Verteidigerin Sturm Wie kommen Sie auf die halbe Stunde?

von Oefele Fragen wie die jetzt gestellte sind unser Alltag. Man erlebt dann immer die Anspannung der Angeklagten, man erlebt Prozessverläufe. Man sieht dann auch, wie die Betreffenden beisammen sind, da kann man Vergleiche ziehen.

Verteidiger Heer Wie lange haben Sie die Mandantin eben körperlich untersucht?

von Oefele Etwa fünf Minuten.

Verteidiger Heer Wie lange hat das Gespräch mit der Mandantin gedauert, von dem Sie Rückschlüsse auf ihren Zustand ziehen?

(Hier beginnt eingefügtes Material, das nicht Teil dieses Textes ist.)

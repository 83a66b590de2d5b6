//! Stream features advertised after each stream header.

use crate::parser::ns;
use crate::session::Session;
use crate::stanza::{Stanza, StanzaBuilder};
use crate::types::{SessionState, TlsPolicy};
use crate::XmppError;

/// The `<stream:features/>` for the session's current state.
///
/// Before authentication: `starttls` (with `required` when the policy
/// demands it) and, once authentication is allowed, `mechanisms`. After
/// authentication: `bind` and an optional `session`.
pub fn stream_features(session: &Session) -> Result<Stanza, XmppError> {
    let policy = session.policy();
    let mut builder = StanzaBuilder::new();
    builder.start("features", ns::STREAM)?;

    match session.state() {
        SessionState::Connected | SessionState::Authenticating => {
            if session.tls_offered() {
                builder.start("starttls", ns::TLS)?;
                if policy.tls == TlsPolicy::Required {
                    builder.start("required", ns::TLS)?.end()?;
                }
                builder.end()?;
            }
            if session.state() == SessionState::Authenticating {
                builder.start("mechanisms", ns::SASL)?;
                for mechanism in &policy.mechanisms {
                    builder.start("mechanism", ns::SASL)?.text(mechanism)?.end()?;
                }
                builder.end()?;
            }
        }
        SessionState::Authenticated => {
            builder.start("bind", ns::BIND)?.end()?;
            builder
                .start("session", ns::SESSION)?
                .start("optional", ns::SESSION)?
                .end()?
                .end()?;
        }
        _ => {}
    }

    builder.end()?;
    builder.build()
}
//! Identifier generation for sessions, streams and generated resources.

use std::sync::atomic::{AtomicU64, Ordering};

/// Source of unique identifiers.
pub trait IdGenerator: Send + Sync + 'static {
    /// A new identifier, never returned before by this generator.
    fn next_id(&self) -> String;

    /// A resource name for clients that did not request one.
    fn resource_id(&self) -> String {
        format!("plover-{}", self.next_id())
    }
}

/// Random v4 UUIDs.
#[derive(Debug, Default, Clone, Copy)]
pub struct UuidGenerator;

impl IdGenerator for UuidGenerator {
    fn next_id(&self) -> String {
        uuid::Uuid::new_v4().to_string()
    }

    fn resource_id(&self) -> String {
        format!("plover-{}", &uuid::Uuid::new_v4().to_string()[..8])
    }
}

/// Predictable identifiers (`prefix-1`, `prefix-2`, ...), for tests and tooling.
#[derive(Debug)]
pub struct SequentialIdGenerator {
    prefix: String,
    next: AtomicU64,
}

impl SequentialIdGenerator {
    pub fn new(prefix: impl Into<String>) -> Self {
        Self {
            prefix: prefix.into(),
            next: AtomicU64::new(1),
        }
    }
}

impl IdGenerator for SequentialIdGenerator {
    fn next_id(&self) -> String {
        let n = self.next.fetch_add(1, Ordering::Relaxed);
        format!("{}-{}", self.prefix, n)
    }
}
//! Resource registry implementation.
//!
//! Tracks bound sessions by their full entity for stanza delivery.

use std::fmt;
use std::sync::Arc;

use dashmap::mapref::entry::Entry;
use dashmap::DashMap;
use tokio::sync::mpsc;
use tracing::{debug, info, instrument, warn};

use crate::entity::Entity;
use crate::stanza::Stanza;

/// Where stanzas for one session are delivered.
#[derive(Debug, Clone)]
pub struct RouteHandle {
    session_id: Arc<str>,
    sender: mpsc::Sender<Stanza>,
}

impl RouteHandle {
    pub fn new(session_id: &str, sender: mpsc::Sender<Stanza>) -> Self {
        Self {
            session_id: Arc::from(session_id),
            sender,
        }
    }

    pub fn session_id(&self) -> &str {
        &self.session_id
    }
}

/// Result of attempting to deliver a stanza to a session.
#[derive(Debug, Clone, Copy, PartialEq, Eq)]
pub enum SendResult {
    /// Stanza was queued for delivery
    Sent,
    /// No session is bound to the address
    NotConnected,
    /// The recipient's channel is full (backpressure)
    ChannelFull,
    /// The recipient's channel is closed
    ChannelClosed,
}

/// Registry of bound resources.
///
/// Thread-safe map from full entity to [`RouteHandle`], using DashMap for
/// concurrent access without explicit locking. A full entity is bound by at
/// most one session at a time.
pub struct ResourceRegistry {
    routes: DashMap<Entity, RouteHandle>,
}

impl ResourceRegistry {
    pub fn new() -> Self {
        info!("Creating resource registry");
        Self {
            routes: DashMap::new(),
        }
    }

    /// Reserve `entity` for the session behind `handle`.
    ///
    /// Returns false (and leaves the existing binding alone) when the entity
    /// is already bound or is not a full entity.
    #[instrument(skip(self, handle), fields(entity = %entity, session_id = %handle.session_id()))]
    pub fn try_register(&self, entity: Entity, handle: RouteHandle) -> bool {
        if entity.is_bare() {
            warn!("Refusing to register a bare entity");
            return false;
        }
        match self.routes.entry(entity) {
            Entry::Occupied(_) => {
                debug!("Resource already bound");
                false
            }
            Entry::Vacant(vacant) => {
                vacant.insert(handle);
                debug!("Registered resource");
                true
            }
        }
    }

    /// Release `entity` if it is still bound by `session_id`.
    #[instrument(skip(self), fields(entity = %entity))]
    pub fn unregister(&self, entity: &Entity, session_id: &str) -> bool {
        let removed = self
            .routes
            .remove_if(entity, |_, handle| handle.session_id() == session_id)
            .is_some();
        if removed {
            debug!("Unregistered resource");
        }
        removed
    }

    pub fn is_bound(&self, entity: &Entity) -> bool {
        self.routes.contains_key(entity)
    }

    /// Number of bound resources.
    pub fn len(&self) -> usize {
        self.routes.len()
    }

    pub fn is_empty(&self) -> bool {
        self.routes.is_empty()
    }

    /// All bound full entities sharing `bare`'s node and domain.
    pub fn resources_for(&self, bare: &Entity) -> Vec<Entity> {
        let bare = bare.bare();
        self.routes
            .iter()
            .filter(|entry| entry.key().bare() == bare)
            .map(|entry| entry.key().clone())
            .collect()
    }

    /// Deliver `stanza` to the session bound to `entity`.
    #[instrument(skip(self, stanza), fields(to = %entity))]
    pub fn send_to(&self, entity: &Entity, stanza: Stanza) -> SendResult {
        let sender = match self.routes.get(entity) {
            Some(entry) => entry.value().sender.clone(),
            None => {
                debug!("Recipient not bound");
                return SendResult::NotConnected;
            }
        };

        match sender.try_send(stanza) {
            Ok(()) => SendResult::Sent,
            Err(mpsc::error::TrySendError::Full(_)) => {
                warn!("Outbound channel full, applying backpressure");
                SendResult::ChannelFull
            }
            Err(mpsc::error::TrySendError::Closed(_)) => {
                debug!("Outbound channel closed, removing stale route");
                self.routes.remove(entity);
                SendResult::ChannelClosed
            }
        }
    }

    /// Deliver `stanza` by its `to` address.
    ///
    /// A full address reaches that resource; a bare address reaches every
    /// bound resource of the account.
    pub fn route(&self, stanza: Stanza) -> SendResult {
        let to = match stanza.to() {
            Ok(Some(to)) => to,
            _ => return SendResult::NotConnected,
        };
        if !to.is_bare() {
            return self.send_to(&to, stanza);
        }

        let mut result = SendResult::NotConnected;
        for resource in self.resources_for(&to) {
            if self.send_to(&resource, stanza.clone()) == SendResult::Sent {
                result = SendResult::Sent;
            }
        }
        result
    }

    /// Remove routes whose channel is closed.
    pub fn cleanup_stale(&self) -> usize {
        let before = self.routes.len();
        self.routes.retain(|_, handle| !handle.sender.is_closed());
        let removed = before.saturating_sub(self.routes.len());
        if removed > 0 {
            info!(count = removed, "Cleaned up stale routes");
        }
        removed
    }
}

impl Default for ResourceRegistry {
    fn default() -> Self {
        Self::new()
    }
}

impl fmt::Debug for ResourceRegistry {
    fn fmt(&self, f: &mut fmt::Formatter<'_>) -> fmt::Result {
        f.debug_struct("ResourceRegistry")
            .field("resource_count", &self.routes.len())
            .finish()
    }
}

von Oefele Ich würde 20 Minuten schätzen.

Verteidiger Heer Können Sie grob angeben, in welcher Anzahl von Sätzen sich die Mandantin überhaupt geäußert hat?

von Oefele Aus meiner Sicht war es ein richtiges Gespräch, mit mehreren zusammenhängenden Sätzen. Ich denke, es war ein ganz normales flüssiges Gespräch.

(von Oefele verlässt den Gerichtssaal.)

Verteidiger Heer Wir bleiben dabei: Unsere Mandantin kann sich nicht mehr konzentrieren und ist deshalb nicht verhandlungsfähig.

(Götzl macht eine Pause. Anschließend verkündet er, dass die Verhandlung heute nicht mehr fortgesetzt wird.)